DATASET: Begin
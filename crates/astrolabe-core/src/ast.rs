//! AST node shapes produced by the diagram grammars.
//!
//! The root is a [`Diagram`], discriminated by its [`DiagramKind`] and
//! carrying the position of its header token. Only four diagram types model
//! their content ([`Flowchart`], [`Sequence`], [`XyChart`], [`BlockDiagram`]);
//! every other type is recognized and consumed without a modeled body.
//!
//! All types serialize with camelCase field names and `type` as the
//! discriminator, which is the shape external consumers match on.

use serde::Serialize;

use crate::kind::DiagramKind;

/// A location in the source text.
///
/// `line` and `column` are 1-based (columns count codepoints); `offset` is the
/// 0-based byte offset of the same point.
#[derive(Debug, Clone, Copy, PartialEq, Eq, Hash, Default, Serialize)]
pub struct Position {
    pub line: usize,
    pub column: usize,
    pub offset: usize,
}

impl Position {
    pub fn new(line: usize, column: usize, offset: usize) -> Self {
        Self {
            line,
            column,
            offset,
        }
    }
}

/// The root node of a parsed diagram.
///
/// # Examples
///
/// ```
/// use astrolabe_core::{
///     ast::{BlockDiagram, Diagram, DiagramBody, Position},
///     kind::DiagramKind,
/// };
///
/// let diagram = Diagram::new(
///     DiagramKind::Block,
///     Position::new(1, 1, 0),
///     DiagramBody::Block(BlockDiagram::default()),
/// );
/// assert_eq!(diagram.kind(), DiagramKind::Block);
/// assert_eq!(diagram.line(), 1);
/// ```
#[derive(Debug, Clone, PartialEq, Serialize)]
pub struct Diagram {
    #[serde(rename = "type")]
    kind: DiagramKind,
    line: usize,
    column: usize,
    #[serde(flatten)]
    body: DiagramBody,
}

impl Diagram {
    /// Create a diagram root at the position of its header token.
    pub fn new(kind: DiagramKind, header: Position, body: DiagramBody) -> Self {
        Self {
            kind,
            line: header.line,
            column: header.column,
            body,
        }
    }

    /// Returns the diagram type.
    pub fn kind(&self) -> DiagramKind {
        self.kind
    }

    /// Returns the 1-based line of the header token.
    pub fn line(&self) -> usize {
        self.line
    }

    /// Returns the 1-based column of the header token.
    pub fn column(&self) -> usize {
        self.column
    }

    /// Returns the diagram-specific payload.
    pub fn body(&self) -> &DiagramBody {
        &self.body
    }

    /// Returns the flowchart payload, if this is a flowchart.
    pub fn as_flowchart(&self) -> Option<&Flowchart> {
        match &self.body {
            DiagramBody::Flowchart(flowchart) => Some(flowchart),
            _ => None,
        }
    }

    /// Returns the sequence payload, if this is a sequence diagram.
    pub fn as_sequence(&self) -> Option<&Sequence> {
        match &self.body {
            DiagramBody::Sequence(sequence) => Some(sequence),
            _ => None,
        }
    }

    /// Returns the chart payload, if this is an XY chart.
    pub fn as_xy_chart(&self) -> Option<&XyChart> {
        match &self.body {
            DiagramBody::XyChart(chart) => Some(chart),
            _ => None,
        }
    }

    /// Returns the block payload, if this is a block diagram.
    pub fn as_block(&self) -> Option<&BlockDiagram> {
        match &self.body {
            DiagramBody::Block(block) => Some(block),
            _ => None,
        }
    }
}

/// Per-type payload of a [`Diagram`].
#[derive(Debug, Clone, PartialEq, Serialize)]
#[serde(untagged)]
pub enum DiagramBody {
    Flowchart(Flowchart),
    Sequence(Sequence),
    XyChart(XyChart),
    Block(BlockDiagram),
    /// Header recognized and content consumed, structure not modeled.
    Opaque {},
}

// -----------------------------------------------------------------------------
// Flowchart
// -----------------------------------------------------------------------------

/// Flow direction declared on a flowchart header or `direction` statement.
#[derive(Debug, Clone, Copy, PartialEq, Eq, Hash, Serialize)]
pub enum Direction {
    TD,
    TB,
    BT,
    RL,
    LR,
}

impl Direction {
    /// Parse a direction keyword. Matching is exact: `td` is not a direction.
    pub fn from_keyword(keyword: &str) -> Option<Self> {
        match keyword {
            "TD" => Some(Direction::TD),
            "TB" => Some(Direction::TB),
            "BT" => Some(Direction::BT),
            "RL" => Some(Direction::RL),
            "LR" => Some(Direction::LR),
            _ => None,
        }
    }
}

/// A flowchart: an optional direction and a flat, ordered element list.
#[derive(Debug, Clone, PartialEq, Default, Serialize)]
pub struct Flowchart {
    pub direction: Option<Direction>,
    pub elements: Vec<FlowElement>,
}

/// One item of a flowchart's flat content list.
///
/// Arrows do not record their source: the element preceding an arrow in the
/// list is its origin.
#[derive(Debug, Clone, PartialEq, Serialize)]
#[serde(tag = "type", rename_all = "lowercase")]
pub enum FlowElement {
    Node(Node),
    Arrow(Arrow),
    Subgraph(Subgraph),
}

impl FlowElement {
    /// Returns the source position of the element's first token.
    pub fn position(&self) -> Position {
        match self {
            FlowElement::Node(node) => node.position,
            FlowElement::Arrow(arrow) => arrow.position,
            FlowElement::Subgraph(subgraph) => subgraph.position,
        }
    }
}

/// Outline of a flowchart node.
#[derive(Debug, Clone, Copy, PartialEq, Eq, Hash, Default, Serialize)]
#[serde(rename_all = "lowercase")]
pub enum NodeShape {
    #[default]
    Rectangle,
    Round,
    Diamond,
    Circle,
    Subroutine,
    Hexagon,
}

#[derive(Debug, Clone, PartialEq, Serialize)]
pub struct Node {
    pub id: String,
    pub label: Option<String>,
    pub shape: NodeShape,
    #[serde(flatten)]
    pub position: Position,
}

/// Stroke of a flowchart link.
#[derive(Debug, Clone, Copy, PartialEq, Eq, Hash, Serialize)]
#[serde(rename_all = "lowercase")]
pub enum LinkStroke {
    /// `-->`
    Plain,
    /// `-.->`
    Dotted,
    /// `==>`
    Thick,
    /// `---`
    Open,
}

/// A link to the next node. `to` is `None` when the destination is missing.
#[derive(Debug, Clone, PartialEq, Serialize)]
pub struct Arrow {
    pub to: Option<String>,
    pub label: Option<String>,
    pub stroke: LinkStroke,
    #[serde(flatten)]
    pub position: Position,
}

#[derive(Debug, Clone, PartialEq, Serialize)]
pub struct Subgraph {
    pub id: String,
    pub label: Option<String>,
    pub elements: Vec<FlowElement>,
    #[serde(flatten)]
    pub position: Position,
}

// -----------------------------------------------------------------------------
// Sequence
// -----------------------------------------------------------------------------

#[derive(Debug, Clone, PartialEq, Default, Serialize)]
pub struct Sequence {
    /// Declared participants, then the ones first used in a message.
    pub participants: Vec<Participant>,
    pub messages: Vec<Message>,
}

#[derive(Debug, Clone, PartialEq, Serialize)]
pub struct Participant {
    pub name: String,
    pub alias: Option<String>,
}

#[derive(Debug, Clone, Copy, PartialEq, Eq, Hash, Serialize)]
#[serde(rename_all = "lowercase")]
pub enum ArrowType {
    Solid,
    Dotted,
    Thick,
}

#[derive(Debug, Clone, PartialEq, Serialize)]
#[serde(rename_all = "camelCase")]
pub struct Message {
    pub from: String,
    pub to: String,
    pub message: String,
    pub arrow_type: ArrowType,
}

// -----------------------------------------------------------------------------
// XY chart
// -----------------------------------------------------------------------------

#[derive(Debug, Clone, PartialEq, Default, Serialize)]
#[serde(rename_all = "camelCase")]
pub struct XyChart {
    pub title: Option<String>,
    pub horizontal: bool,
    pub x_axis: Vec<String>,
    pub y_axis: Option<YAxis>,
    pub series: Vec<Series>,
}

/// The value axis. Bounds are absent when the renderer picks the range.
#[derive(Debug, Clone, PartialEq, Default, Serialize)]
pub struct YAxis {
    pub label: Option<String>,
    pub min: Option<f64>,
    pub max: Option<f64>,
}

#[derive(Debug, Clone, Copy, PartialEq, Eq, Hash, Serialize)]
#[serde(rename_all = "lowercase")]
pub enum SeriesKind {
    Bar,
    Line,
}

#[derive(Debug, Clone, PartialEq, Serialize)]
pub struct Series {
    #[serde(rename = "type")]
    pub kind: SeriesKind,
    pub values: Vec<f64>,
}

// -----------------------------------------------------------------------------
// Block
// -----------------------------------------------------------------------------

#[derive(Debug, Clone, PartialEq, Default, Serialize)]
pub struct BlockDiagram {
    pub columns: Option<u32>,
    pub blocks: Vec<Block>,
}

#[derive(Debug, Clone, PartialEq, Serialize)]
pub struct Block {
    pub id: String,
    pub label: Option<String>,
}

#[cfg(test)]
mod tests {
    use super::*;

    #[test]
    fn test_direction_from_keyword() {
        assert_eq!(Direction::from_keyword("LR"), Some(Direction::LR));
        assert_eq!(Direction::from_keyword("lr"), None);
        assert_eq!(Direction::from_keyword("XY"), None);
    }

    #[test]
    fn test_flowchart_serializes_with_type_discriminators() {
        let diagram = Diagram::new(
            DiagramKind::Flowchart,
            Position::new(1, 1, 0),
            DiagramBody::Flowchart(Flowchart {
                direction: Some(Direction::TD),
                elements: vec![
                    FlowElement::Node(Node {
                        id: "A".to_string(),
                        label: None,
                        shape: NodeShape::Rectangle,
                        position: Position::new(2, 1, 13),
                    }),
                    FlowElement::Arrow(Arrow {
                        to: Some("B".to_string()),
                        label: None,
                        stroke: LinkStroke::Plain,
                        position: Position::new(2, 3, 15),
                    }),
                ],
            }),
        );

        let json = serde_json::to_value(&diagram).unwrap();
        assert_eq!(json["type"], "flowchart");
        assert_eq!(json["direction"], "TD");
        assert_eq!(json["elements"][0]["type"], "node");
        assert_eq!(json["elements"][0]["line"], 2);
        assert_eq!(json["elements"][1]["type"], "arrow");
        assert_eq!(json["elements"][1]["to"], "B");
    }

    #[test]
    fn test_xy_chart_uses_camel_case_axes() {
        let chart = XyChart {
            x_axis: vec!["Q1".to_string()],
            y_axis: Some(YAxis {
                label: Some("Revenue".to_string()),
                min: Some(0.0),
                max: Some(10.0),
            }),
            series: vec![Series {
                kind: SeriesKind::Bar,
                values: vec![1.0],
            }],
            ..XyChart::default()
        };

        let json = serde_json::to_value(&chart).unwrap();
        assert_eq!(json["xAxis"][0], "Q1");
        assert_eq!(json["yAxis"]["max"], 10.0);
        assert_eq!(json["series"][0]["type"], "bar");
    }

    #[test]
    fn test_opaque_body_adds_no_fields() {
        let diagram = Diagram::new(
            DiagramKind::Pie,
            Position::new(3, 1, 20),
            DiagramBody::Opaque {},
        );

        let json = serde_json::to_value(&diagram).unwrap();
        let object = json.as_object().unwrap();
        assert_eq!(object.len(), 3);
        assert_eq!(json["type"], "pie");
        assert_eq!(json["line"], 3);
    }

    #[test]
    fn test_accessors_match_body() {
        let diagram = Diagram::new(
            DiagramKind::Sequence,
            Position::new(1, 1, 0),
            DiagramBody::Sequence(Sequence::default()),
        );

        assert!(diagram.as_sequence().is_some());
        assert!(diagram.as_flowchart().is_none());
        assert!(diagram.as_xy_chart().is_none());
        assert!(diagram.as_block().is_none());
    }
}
DATASET: End
WORK INSTRUCTION:
When the word "Rectangle" appears in a line of the listing, pull that line out.

RESPONSE TO THE EXERCISE:
    Rectangle,
                        shape: NodeShape::Rectangle,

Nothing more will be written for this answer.